# Same passenger almost everyday



## dipti6p (Aug 1, 2015)

Hi,

What you can do if you have the same PAX everyday and driving only for 3 miles ?

I am so frustrated with $5-6 fare.

Any advice please.
Thanx


----------



## just drive (Oct 29, 2014)

dipti6p said:


> Hi,
> 
> What you can do if you have the same PAX everyday and driving only for 3 miles ?
> 
> ...


Stop picking them up. If lyft rate 3 star, you never see them again


----------



## painfreepc (Jul 17, 2014)

*Uninstall!!*
*if you drove taxi, you would get the same people every morning going to work and school..*


----------



## [email protected] Noob (Jul 14, 2015)

Get better at recognizing addresses and remembering who you picked up there and where you took them. I get the same requesters all the time in the morning and there are many I will not pick up because they're not profitable. You can be 99% sure if you're getting these pings at the same time of day (especially morning) they're headed to work or the same place you went before.


----------



## Older Chauffeur (Oct 16, 2014)

I drove the same executives to work daily, one for 18 years, then the other for 11years. It was a terrific job!


----------



## Anomis (Jul 16, 2015)

Do not accept


----------



## UberTDI (Aug 2, 2015)

Accept
Cancel
Reason
Other


----------



## itsablackmarket (May 12, 2015)

pray they die?


----------



## Another Uber Driver (May 27, 2015)

just drive said:


> Stop picking them up.





painfreepc said:


> *if you drove taxi, you would get the same people every morning going to work and school..*





[email protected] Noob said:


> Get better at recognizing addresses and remembering who you picked up there and where you took them.





Anomis said:


> Do not accept


On voice dispatch, every dispatcher knew the regulars and when they went. Most of the drivers learned pretty quickly who were the regulars, where and when they went. If a driver did not want a certain regular, he stayed off the stand around the time that the regular went. If the stand cleared, he kept his mouth shut if the dispatcher were calling the section from which the regular went. He did all of the above until he heard the address of the regular that he was trying to duck go out. To be sure, at times a driver would get burned on this. If the dispatcher had more than one call in the section, the driver who was trying to duck the regular missed out. If the regular did not go that day, the ducking driver missed out, too.

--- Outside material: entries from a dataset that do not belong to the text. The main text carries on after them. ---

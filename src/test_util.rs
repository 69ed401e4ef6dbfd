//! Recording observer shared by the unit tests.

use std::{
  cell::{Cell, RefCell},
  rc::Rc,
};

use crate::observer::Observer;

#[derive(Debug, Clone, PartialEq)]
pub(crate) enum Notification<Item, Err> {
  Next(Item),
  Error(Err),
  Complete,
}

/// Collects every notification its observers receive, in order.
pub(crate) struct Recorder<Item, Err> {
  log: Rc<RefCell<Vec<Notification<Item, Err>>>>,
  closed: Rc<Cell<bool>>,
}

impl<Item, Err> Recorder<Item, Err> {
  pub(crate) fn observer(&self) -> RecordingObserver<Item, Err> {
    RecordingObserver { log: self.log.clone(), closed: self.closed.clone() }
  }

  /// Everything recorded since the last call.
  pub(crate) fn take(&self) -> Vec<Notification<Item, Err>> {
    std::mem::take(&mut *self.log.borrow_mut())
  }

  /// Make every observer of this recorder report itself closed.
  pub(crate) fn close(&self) { self.closed.set(true) }
}

impl<Item, Err> Clone for Recorder<Item, Err> {
  fn clone(&self) -> Self { Self { log: self.log.clone(), closed: self.closed.clone() } }
}

impl<Item, Err> Default for Recorder<Item, Err> {
  fn default() -> Self { Self { log: Rc::default(), closed: Rc::default() } }
}

pub(crate) struct RecordingObserver<Item, Err> {
  log: Rc<RefCell<Vec<Notification<Item, Err>>>>,
  closed: Rc<Cell<bool>>,
}

impl<Item, Err> Observer<Item, Err> for RecordingObserver<Item, Err> {
  fn next(&mut self, value: Item) { self.log.borrow_mut().push(Notification::Next(value)); }

  fn error(self, err: Err) { self.log.borrow_mut().push(Notification::Error(err)); }

  fn complete(self) { self.log.borrow_mut().push(Notification::Complete); }

  fn is_closed(&self) -> bool { self.closed.get() }
}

As a dispatcher, I knew my drivers. I knew who liked whom and who did not like whom. Thus, if I had more than one call, I would give the other call to the driver who did not like such and so a regular. If, however, I had only the regular, and this driver who did not like that regular was the closest man, he went and got the regular. If you did not want a job you kept your mouth shut. Open your mouth and you go get what the dispatcher gave you,

Depending on the digital call assignment system in use, a driver can more easily duck what he does not want. Uber lets you see the address before you accept the trip (it used to let you see the name, as well, but Uber discontinued that). As one poster above has stated, remember the address, odds are if it is close to the same time, it is going to the same place. If you do not want that particular trip, do not accept it. Some digital call assignment systems will show only the section in which the request is. Thus, the driver is almost as blind as he was on voice dispatch. Still, the dispatch cab drivers learned who went where and when from what section (be it a numbered or named section). Thus, under such a digital call assignment system, a driver would have to reject every request from a given section at a certain time to make sure that he did not receive the trip that he is ducking. He could get burned, that way.



UberTDI said:


> Accept
> Cancel
> Reason
> Other


A true _*acro*_nym. As the motivation for doing it this way is to keep up your acceptance rate it is not quite the same as throwing back a job on voice dispatch (something that would get you put off the air, in most cab companies). You can not hide from a GPS, thus, the digital call assignment system does not allow a driver to "keep his mouth shut". Allowing for throwing back is the compensation.


----------



## Horsebm (Jul 21, 2015)

I also have a number of regular passengers that require short trips, daily. You get to know them well and you can count on 5 star ratings. It all adds up over the course of the week. That's not a bad thing.


----------



## AshyLarry81 (Mar 2, 2015)

Horsebm said:


> I also have a number of regular passengers that require short trips, daily. You get to know them well and you can count on 5 star ratings. It all adds up over the course of the week. That's not a bad thing.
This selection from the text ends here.